Six years ago, Anh was a high school student. He once accompanied a young female neighbour to a bakery shop to collect materials. He was dazzled and became lost in the world of colourful molds, decorative objects and baking tools.
Mimicking nature: From buttercream and gumpaste, Anh can create any kind of flower and make it look real.
His neighbour was his first teacher. She showed him the basic steps to make a cake. Gradually, he was attracted to find out more.
“I never forget the glint in my friends’ eyes when I gifted them the cakes I made,” he said.
“Baking had such an irresistible attraction to me that I decided to research it seriously,” said Anh.
Though Anh graduated from Hà Nội University’s Chinese language faculty, he was determined to pursue his career as a professional baker.
He spent a lot of time looking up material for himself on the Internet to learn more. After two years of self-study, he used all his savings to study abroad. The courses earned him a Masters and equipped him with further precious knowledge and experience.
He discovered that he had an endless love, passion and inspiration for fondant and gumpaste cakes. This genre has recently appeared in Việt Nam and a common example is the exquisite and expensive gateaux.
“The material is wonderful,” Anh said. “It’s partly like Japanese clay and partly like Vietnamese rice dough to make tò he (toy figurines).
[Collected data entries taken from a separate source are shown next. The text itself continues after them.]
use dairy_server::{Config, Server, ServerState, print_banner, setup_environment};

#[tokio::main]
async fn main() -> anyhow::Result<()> {
    // 1. 设置环境 (dotenv, 日志)
    setup_environment();

    print_banner();

    tracing::info!("🥛 Dairy Server starting...");

    // 2. 加载并检查配置
    let config = Config::from_env();
    config.validate()?;

    // 3. 初始化服务器状态 (数据库、JWT)
    let state = ServerState::initialize(&config).await?;

    // 4. 启动 HTTP 服务器
    let server = Server::with_state(config, state);

    if let Err(e) = server.run().await {
        tracing::error!("Server error: {}", e);
        return Err(e.into());
    }

    Ok(())
}
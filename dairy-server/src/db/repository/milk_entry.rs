//! Milk Entry Repository

use super::{BaseRepository, RepoError, RepoResult};
use crate::db::models::{MilkEntry, MilkEntryCreate};
use crate::utils::time::format_date;
use chrono::NaiveDate;
use shared::util::now_millis;
use surrealdb::engine::local::Db;
use surrealdb::{RecordId, Surreal};

/// Optional list filters; `None` matches everything
#[derive(Debug, Clone, Default)]
pub struct EntryFilter {
    pub customer_id: Option<RecordId>,
    pub date: Option<NaiveDate>,
}

#[derive(Clone)]
pub struct MilkEntryRepository {
    base: BaseRepository,
}

impl MilkEntryRepository {
    pub fn new(db: Surreal<Db>) -> Self {
        Self {
            base: BaseRepository::new(db),
        }
    }

    /// List entries, newest first
    pub async fn find_all(&self, filter: EntryFilter) -> RepoResult<Vec<MilkEntry>> {
        let mut conditions = Vec::new();
        if filter.customer_id.is_some() {
            conditions.push("customerId = $customer");
        }
        if filter.date.is_some() {
            conditions.push("date = $date");
        }

        let mut sql = String::from("SELECT * FROM milk_entry");
        if !conditions.is_empty() {
            sql.push_str(" WHERE ");
            sql.push_str(&conditions.join(" AND "));
        }
        sql.push_str(" ORDER BY date DESC, createdAt DESC");

        let entries: Vec<MilkEntry> = self
            .base
            .db()
            .query(sql)
            .bind(("customer", filter.customer_id))
            .bind(("date", filter.date.map(format_date)))
            .await?
            .take(0)?;
        Ok(entries)
    }

    /// All entries of one customer, newest first
    pub async fn find_by_customer(&self, customer_id: &RecordId) -> RepoResult<Vec<MilkEntry>> {
        self.find_all(EntryFilter {
            customer_id: Some(customer_id.clone()),
            date: None,
        })
        .await
    }

    /// Entries whose day lies in `[start, end]` (inclusive), oldest first
    ///
    /// Restricted to one customer when `customer_id` is given.
    pub async fn find_in_range(
        &self,
        start: NaiveDate,
        end: NaiveDate,
        customer_id: Option<&RecordId>,
    ) -> RepoResult<Vec<MilkEntry>> {
        let sql = if customer_id.is_some() {
            "SELECT * FROM milk_entry WHERE customerId = $customer AND date >= $start AND date <= $end ORDER BY date ASC"
        } else {
            "SELECT * FROM milk_entry WHERE date >= $start AND date <= $end ORDER BY date ASC"
        };

        let entries: Vec<MilkEntry> = self
            .base
            .db()
            .query(sql)
            .bind(("customer", customer_id.cloned()))
            .bind(("start", format_date(start)))
            .bind(("end", format_date(end)))
            .await?
            .take(0)?;
        Ok(entries)
    }

    /// Find entry by id
    pub async fn find_by_id(&self, id: &RecordId) -> RepoResult<Option<MilkEntry>> {
        let entry: Option<MilkEntry> = self.base.db().select(id.clone()).await?;
        Ok(entry)
    }

    /// Create a new entry; `amount` is already computed by the caller
    pub async fn create(&self, data: MilkEntryCreate) -> RepoResult<MilkEntry> {
        let now = now_millis();
        let mut result = self
            .base
            .db()
            .query(
                r#"CREATE milk_entry SET
                    customerId = $customer,
                    date = $date,
                    session = $entry_session,
                    liters = $liters,
                    fat = $fat,
                    amount = $amount,
                    createdAt = $now,
                    updatedAt = $now
                RETURN AFTER"#,
            )
            .bind(("customer", data.customer_id))
            .bind(("date", format_date(data.date)))
            .bind(("entry_session", data.session.as_str()))
            .bind(("liters", data.liters))
            .bind(("fat", data.fat))
            .bind(("amount", data.amount))
            .bind(("now", now))
            .await?;

        let created: Option<MilkEntry> = result.take(0)?;
        created.ok_or_else(|| RepoError::Database("Failed to create milk entry".to_string()))
    }

    /// Rewrite liters, fat and the recomputed amount together
    pub async fn update_measurements(
        &self,
        id: &RecordId,
        liters: f64,
        fat: f64,
        amount: f64,
    ) -> RepoResult<MilkEntry> {
        let mut result = self
            .base
            .db()
            .query(
                r#"UPDATE $thing SET
                    liters = $liters,
                    fat = $fat,
                    amount = $amount,
                    updatedAt = $now
                RETURN AFTER"#,
            )
            .bind(("thing", id.clone()))
            .bind(("liters", liters))
            .bind(("fat", fat))
            .bind(("amount", amount))
            .bind(("now", now_millis()))
            .await?;

        result
            .take::<Option<MilkEntry>>(0)?
            .ok_or_else(|| RepoError::NotFound(format!("Milk entry {} not found", id)))
    }

    /// Hard delete an entry; returns false when it did not exist
    pub async fn delete(&self, id: &RecordId) -> RepoResult<bool> {
        if self.find_by_id(id).await?.is_none() {
            return Ok(false);
        }

        self.base
            .db()
            .query("DELETE $thing")
            .bind(("thing", id.clone()))
            .await?
            .check()?;
        Ok(true)
    }
}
I can use it to create any form I want; flowers, animals, animated characters and other symbols.”
He started with simple things like cupcakes, then tried himself with birthday cakes and finally wedding cakes, which require the most diligence and talent from bakers.
“This genre was new in Việt Nam and there were very few experienced bakers to consult with, so I had to learn and practise hard to master it,” he said.
“The ingredients were so expensive. There was no ready-to-use gumpaste. So I had to mix it on my own.”
“And can you imagine? A student like me didn’t have much money to buy sophisticated molds from abroad. I used beer bottle caps to shape rose petals. It wasn’t bad, actually.”
Gumpaste is very sensitive to temperature, moisture and to other ingredients. That’s why Anh experienced many failures that often discouraged him. The thing that helped him move forward was that he could always learn from defeat.
“You never know what you can do with gumpaste if you don’t try,” said Anh.
“I love flowers and remember their colours and characteristics. Then I try to mix colours to imitate real flowers. It’s a happy feeling when I see the gumpaste flowers bloom from my hands.”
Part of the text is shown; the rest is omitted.